HD-Material lässt sich mittlerweile über die unterschiedlichsten Kanäle empfangen. Auch über das heimische Netzwerk können die hochauflösenden Signale auf die Wiedergabegeräte verteilt werden.

Immer mehr Video-Inhalte werden heute in einem hochauflösenden Format gesendet. Auch vor der Videowiedergabe im Internet hat diese Entwicklung nicht haltgemacht. Aus technischen Gründen allerdings gestaltet sich diese nicht ganz so einfach, wie man es etwa über das Kabelfernsehen oder die Satellitenschüssel gewohnt ist. Ein HD-Stream im Netz steht nämlich vor dem Problem begrenzter Bandbreiten bei den Internetbenutzern und den Servern, die die Videos zur Verfügung stellen.
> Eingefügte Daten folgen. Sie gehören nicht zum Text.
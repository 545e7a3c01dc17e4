//! Excel workbooks.
//!
//! The Order workbook is the demanding one: each cart position expands into
//! a row-group — one row per matched catalog product, or a single row with
//! blank catalog columns when nothing matched — with the cart-sourced cells
//! vertically merged across the group. Header colors communicate provenance
//! to a human reviewer: light blue for cart-sourced columns, beige for
//! catalog-sourced ones.
//!
//! The sheet is planned as plain row-group values first and serialized
//! second, so the merging and column-mapping rules stay testable without
//! reading xlsx binaries back.

use std::str::FromStr;

use rust_decimal::Decimal;
use rust_decimal::prelude::ToPrimitive;
use rust_xlsxwriter::{Color, Format, FormatAlign, FormatBorder, Workbook};
use serde_json::{Map, Value};

use crate::catalog::property_text;
use crate::core::{CatalogMatch, ExportData, ExportError, ItemKind, ResolvedItem};

/// Cart-sourced columns, in sheet order.
pub const CART_HEADERS: &[&str] = &["№", "Наименование", "Количество", "Цена", "Сумма"];

/// Catalog-sourced columns of the Order workbook.
#[derive(Debug, Clone, Copy, PartialEq, Eq)]
pub(crate) enum CatalogColumn {
    PriceOpt,
    PriceRrc,
    Supplier,
    SupplierName,
    Material,
    Size1,
    Size2,
    Size3,
    Color,
    InternalSku,
    SupplierArticle,
}

/// Catalog column order and headers as they appear on the sheet.
pub(crate) const CATALOG_COLUMNS: &[(CatalogColumn, &str)] = &[
    (CatalogColumn::PriceOpt, "Цена опт"),
    (CatalogColumn::PriceRrc, "Цена РРЦ"),
    (CatalogColumn::Supplier, "Поставщик"),
    (CatalogColumn::SupplierName, "Наименование у поставщика"),
    (CatalogColumn::Material, "Материал/Покрытие"),
    (CatalogColumn::Size1, "Размер 1"),
    (CatalogColumn::Size2, "Размер 2"),
    (CatalogColumn::Size3, "Размер 3"),
    (CatalogColumn::Color, "Цвет/Отделка"),
    (CatalogColumn::InternalSku, "SKU внутреннее"),
    (CatalogColumn::SupplierArticle, "Артикул поставщика"),
];

// Provenance colors.
const CART_HEADER_FILL: u32 = 0xE6F3FF; // light blue
const CATALOG_HEADER_FILL: u32 = 0xF5F5DC; // beige
const MATCHED_ROW_FILL: u32 = 0xF0F0F0; // light gray
const UNMATCHED_ROW_FILL: u32 = 0xFFFFFF;

const PRICE_NUM_FORMAT: &str = "#,##0";

/// 1-based row 10 carries the table header.
const HEADER_ROW: u32 = 9;
const FIRST_DATA_ROW: u32 = 10;

/// One rendered cell of the catalog section.
#[derive(Debug, Clone, PartialEq)]
pub(crate) enum CatalogCell {
    Text(String),
    Price(Decimal),
    Blank,
}

/// All spreadsheet rows produced by one cart position.
#[derive(Debug)]
pub(crate) struct RowGroup {
    pub row_number: usize,
    pub name: String,
    pub quantity: u32,
    pub unit_price: Decimal,
    pub total: Decimal,
    /// False when no catalog product matched; the single row then keeps its
    /// catalog columns blank and renders on a white background.
    pub matched: bool,
    /// One entry per sheet row; never empty.
    pub rows: Vec<Vec<CatalogCell>>,
}

/// Expand resolved items into row-groups.
pub(crate) fn plan_order_groups(items: &[ResolvedItem]) -> Vec<RowGroup> {
    items
        .iter()
        .map(|item| {
            let rows: Vec<Vec<CatalogCell>> = if item.matches.is_empty() {
                vec![vec![CatalogCell::Blank; CATALOG_COLUMNS.len()]]
            } else {
                item.matches
                    .iter()
                    .map(|product| catalog_cells(item.kind, product))
                    .collect()
            };
            RowGroup {
                row_number: item.row_number,
                name: item.name.clone(),
                quantity: item.quantity,
                unit_price: item.unit_price,
                total: item.total,
                matched: !item.matches.is_empty(),
                rows,
            }
        })
        .collect()
}

/// Map one matched product onto the catalog columns.
///
/// The mapping is type-dependent: handles have no door-style dimensions or
/// coating, and their retail price and supplier article live under
/// handle-specific property names.
pub(crate) fn catalog_cells(kind: ItemKind, product: &CatalogMatch) -> Vec<CatalogCell> {
    CATALOG_COLUMNS
        .iter()
        .map(|(column, _)| mapped_cell(*column, kind, &product.properties))
        .collect()
}

fn mapped_cell(column: CatalogColumn, kind: ItemKind, props: &Map<String, Value>) -> CatalogCell {
    let handle = kind == ItemKind::Handle;
    match column {
        CatalogColumn::PriceOpt => price_cell(props, &["Цена опт"]),
        CatalogColumn::PriceRrc if handle => price_cell(props, &["Цена розница", "Цена РРЦ"]),
        CatalogColumn::PriceRrc => price_cell(props, &["Цена РРЦ"]),
        CatalogColumn::Supplier => text_cell(props, &["Поставщик"]),
        CatalogColumn::SupplierName => text_cell(
            props,
            &[
                "Фабрика_наименование",
                "Наименование двери у поставщика",
                "Наименование поставщика",
                "Наименование",
            ],
        ),
        CatalogColumn::Material if handle => CatalogCell::Blank,
        CatalogColumn::Material => text_cell(props, &["Материал/Покрытие", "Тип покрытия"]),
        CatalogColumn::Size1 if handle => CatalogCell::Blank,
        CatalogColumn::Size1 => text_cell(props, &["Ширина/мм"]),
        CatalogColumn::Size2 if handle => CatalogCell::Blank,
        CatalogColumn::Size2 => text_cell(props, &["Высота/мм"]),
        CatalogColumn::Size3 if handle => CatalogCell::Blank,
        CatalogColumn::Size3 => text_cell(props, &["Толщина/мм"]),
        CatalogColumn::Color => text_cell(props, &["Цвет/Отделка", "Domeo_Цвет"]),
        CatalogColumn::InternalSku => text_cell(props, &["SKU внутреннее"]),
        CatalogColumn::SupplierArticle if handle => {
            text_cell(props, &["Фабрика_артикул", "Артикул поставщика"])
        }
        CatalogColumn::SupplierArticle => text_cell(props, &["Артикул поставщика"]),
    }
}

fn text_cell(props: &Map<String, Value>, keys: &[&str]) -> CatalogCell {
    match property_text(props, keys) {
        Some(text) => CatalogCell::Text(text),
        None => CatalogCell::Blank,
    }
}

/// Price cell; an unparsable price yields a blank cell rather than an error.
fn price_cell(props: &Map<String, Value>, keys: &[&str]) -> CatalogCell {
    property_text(props, keys)
        .and_then(|raw| parse_price(&raw))
        .map(CatalogCell::Price)
        .unwrap_or(CatalogCell::Blank)
}

fn parse_price(raw: &str) -> Option<Decimal> {
    let cleaned: String = raw
        .trim()
        .chars()
        .filter(|c| !c.is_whitespace() && *c != '\u{a0}')
        .map(|c| if c == ',' { '.' } else { c })
        .collect();
    Decimal::from_str(&cleaned).ok()
}

fn to_f64(value: Decimal) -> f64 {
    value.to_f64().unwrap_or(0.0)
}

fn rendering(error: rust_xlsxwriter::XlsxError) -> ExportError {
    ExportError::Rendering(format!("workbook generation failed: {error}"))
}

/// Render the Order workbook with merged row-groups and provenance colors.
pub fn to_order_workbook(data: &ExportData) -> Result<Vec<u8>, ExportError> {
    let total_columns = (CART_HEADERS.len() + CATALOG_COLUMNS.len()) as u16;
    let mut workbook = Workbook::new();
    let worksheet = workbook.add_worksheet();
    worksheet.set_name("Заказ").map_err(rendering)?;

    let title_format = Format::new()
        .set_bold()
        .set_font_size(16)
        .set_align(FormatAlign::Center);
    worksheet
        .merge_range(0, 0, 0, total_columns - 1, data.doc_type.title(), &title_format)
        .map_err(rendering)?;

    // Client block, rows 3-8 in sheet terms.
    let date = chrono::Local::now().format("%d.%m.%Y").to_string();
    worksheet.write_string(2, 0, "Клиент:").map_err(rendering)?;
    worksheet.write_string(2, 1, &data.client.name).map_err(rendering)?;
    worksheet.write_string(3, 0, "Телефон:").map_err(rendering)?;
    worksheet
        .write_string(3, 1, data.client.phone.as_deref().unwrap_or("N/A"))
        .map_err(rendering)?;
    worksheet.write_string(4, 0, "Адрес:").map_err(rendering)?;
    worksheet
        .write_string(4, 1, data.client.address.as_deref().unwrap_or("N/A"))
        .map_err(rendering)?;
    if let Some(supplier) = &data.supplier {
        let mut line = supplier.name.clone().unwrap_or_else(|| "N/A".into());
        if let Some(email) = supplier.email.as_deref() {
            line.push_str(&format!(", {email}"));
        }
        if let Some(phone) = supplier.phone.as_deref() {
            line.push_str(&format!(", {phone}"));
        }
        worksheet.write_string(5, 0, "Поставщик:").map_err(rendering)?;
        worksheet.write_string(5, 1, &line).map_err(rendering)?;
    }
    worksheet.write_string(6, 0, "Номер документа:").map_err(rendering)?;
    worksheet
        .write_string(6, 1, &data.document_number)
        .map_err(rendering)?;
    worksheet.write_string(7, 0, "Дата:").map_err(rendering)?;
    worksheet.write_string(7, 1, &date).map_err(rendering)?;

    // Header row 10: cart columns light blue, catalog columns beige.
    let cart_header = Format::new()
        .set_bold()
        .set_background_color(Color::RGB(CART_HEADER_FILL))
        .set_border_bottom(FormatBorder::Thin);
    let catalog_header = Format::new()
        .set_bold()
        .set_background_color(Color::RGB(CATALOG_HEADER_FILL))
        .set_border_bottom(FormatBorder::Thin);
    for (col, header) in CART_HEADERS.iter().enumerate() {
        worksheet
            .write_string_with_format(HEADER_ROW, col as u16, *header, &cart_header)
            .map_err(rendering)?;
    }
    for (offset, (_, header)) in CATALOG_COLUMNS.iter().enumerate() {
        let col = (CART_HEADERS.len() + offset) as u16;
        worksheet
            .write_string_with_format(HEADER_ROW, col, *header, &catalog_header)
            .map_err(rendering)?;
    }

    let groups = plan_order_groups(&data.items);
    let mut row = FIRST_DATA_ROW;
    for group in &groups {
        let fill = if group.matched {
            MATCHED_ROW_FILL
        } else {
            UNMATCHED_ROW_FILL
        };
        let text_format = Format::new()
            .set_background_color(Color::RGB(fill))
            .set_align(FormatAlign::Center)
            .set_align(FormatAlign::VerticalCenter)
            .set_border_bottom(FormatBorder::Thin);
        let price_format = text_format.clone().set_num_format(PRICE_NUM_FORMAT);

        let span = group.rows.len() as u32;
        let last_row = row + span - 1;

        // Cart-sourced cells appear once per group, merged across its rows.
        if span > 1 {
            for col in 0..CART_HEADERS.len() as u16 {
                worksheet
                    .merge_range(row, col, last_row, col, "", &text_format)
                    .map_err(rendering)?;
            }
        }
        worksheet
            .write_number_with_format(row, 0, group.row_number as f64, &text_format)
            .map_err(rendering)?;
        worksheet
            .write_string_with_format(row, 1, &group.name, &text_format)
            .map_err(rendering)?;
        worksheet
            .write_number_with_format(row, 2, f64::from(group.quantity), &text_format)
            .map_err(rendering)?;
        worksheet
            .write_number_with_format(row, 3, to_f64(group.unit_price), &price_format)
            .map_err(rendering)?;
        worksheet
            .write_number_with_format(row, 4, to_f64(group.total), &price_format)
            .map_err(rendering)?;

        for (row_offset, cells) in group.rows.iter().enumerate() {
            let sheet_row = row + row_offset as u32;
            for (col_offset, cell) in cells.iter().enumerate() {
                let col = (CART_HEADERS.len() + col_offset) as u16;
                match cell {
                    CatalogCell::Text(text) => worksheet
                        .write_string_with_format(sheet_row, col, text, &text_format)
                        .map_err(rendering)?,
                    CatalogCell::Price(price) => worksheet
                        .write_number_with_format(sheet_row, col, to_f64(*price), &price_format)
                        .map_err(rendering)?,
                    CatalogCell::Blank => worksheet
                        .write_string_with_format(sheet_row, col, "", &text_format)
                        .map_err(rendering)?,
                };
            }
        }

        row = last_row + 1;
    }

    // Итого, one blank row below the table.
    let total_label = Format::new().set_bold().set_align(FormatAlign::Right);
    let total_value = Format::new().set_bold().set_num_format(PRICE_NUM_FORMAT);
    worksheet
        .write_string_with_format(row + 1, 3, "Итого:", &total_label)
        .map_err(rendering)?;
    worksheet
        .write_number_with_format(row + 1, 4, to_f64(data.total_amount), &total_value)
        .map_err(rendering)?;

    for col in 0..total_columns {
        let width = if col < 6 { 15.0 } else { 20.0 };
        worksheet.set_column_width(col, width).map_err(rendering)?;
    }

    workbook.save_to_buffer().map_err(rendering)
}

/// Flat single-table workbook used for quotes and invoices.
pub fn to_flat_workbook(data: &ExportData) -> Result<Vec<u8>, ExportError> {
    let mut workbook = Workbook::new();
    let worksheet = workbook.add_worksheet();
    worksheet.set_name("Документ").map_err(rendering)?;

    let header_format = Format::new().set_bold();
    let headers = ["№", "Артикул", "Наименование", "Количество", "Цена", "Сумма"];
    for (col, header) in headers.iter().enumerate() {
        worksheet
            .write_string_with_format(0, col as u16, *header, &header_format)
            .map_err(rendering)?;
    }

    for (index, item) in data.items.iter().enumerate() {
        let row = index as u32 + 1;
        worksheet
            .write_number(row, 0, item.row_number as f64)
            .map_err(rendering)?;
        worksheet.write_string(row, 1, &item.sku).map_err(rendering)?;
        worksheet.write_string(row, 2, &item.name).map_err(rendering)?;
        worksheet
            .write_number(row, 3, f64::from(item.quantity))
            .map_err(rendering)?;
        worksheet
            .write_number(row, 4, to_f64(item.unit_price))
            .map_err(rendering)?;
        worksheet
            .write_number(row, 5, to_f64(item.total))
            .map_err(rendering)?;
    }

    for col in 0..headers.len() as u16 {
        worksheet.set_column_width(col, 15.0).map_err(rendering)?;
    }

    workbook.save_to_buffer().map_err(rendering)
}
Da HD-Streams leicht über 12 MBit pro Sekunde kommen können, benötigt man entsprechend schnelle Leitungen.

Entschärft werden konnte diese Beschränkung dadurch, dass höhere Kompressionsraten für die Übertragung im Internet gewählt wurden. So ist es mittlerweile auch bei den vielen beliebten Videoportalen möglich, HD-Streams zu empfangen.

Es existieren aber auch technische Lösungen, mit denen auf einem Rechner vorliegendes HD-Material innerhalb der Wohnung auf einen Fernseher gestreamt werden kann. So gibt es auf dem Markt mittlerweile eine Reihe von sogenannten Streaming-Cients, die diese Aufgabe sogar bei Auflösungen über 1080p bewältigen können. Die entsprechenden Daten werden von einem Server geliefert und der Fernseher mittels einer Settop-Box mit diesem verbunden. Auf diese Weise kann das HD-Material zentral gespeichert werden und dann auf die Empfangsgeräte im Haushalt verteilt werden. Hiermit können dann auch Filme von den Videoportalen im Internet auf dem Fernseher wiedergegeben werden.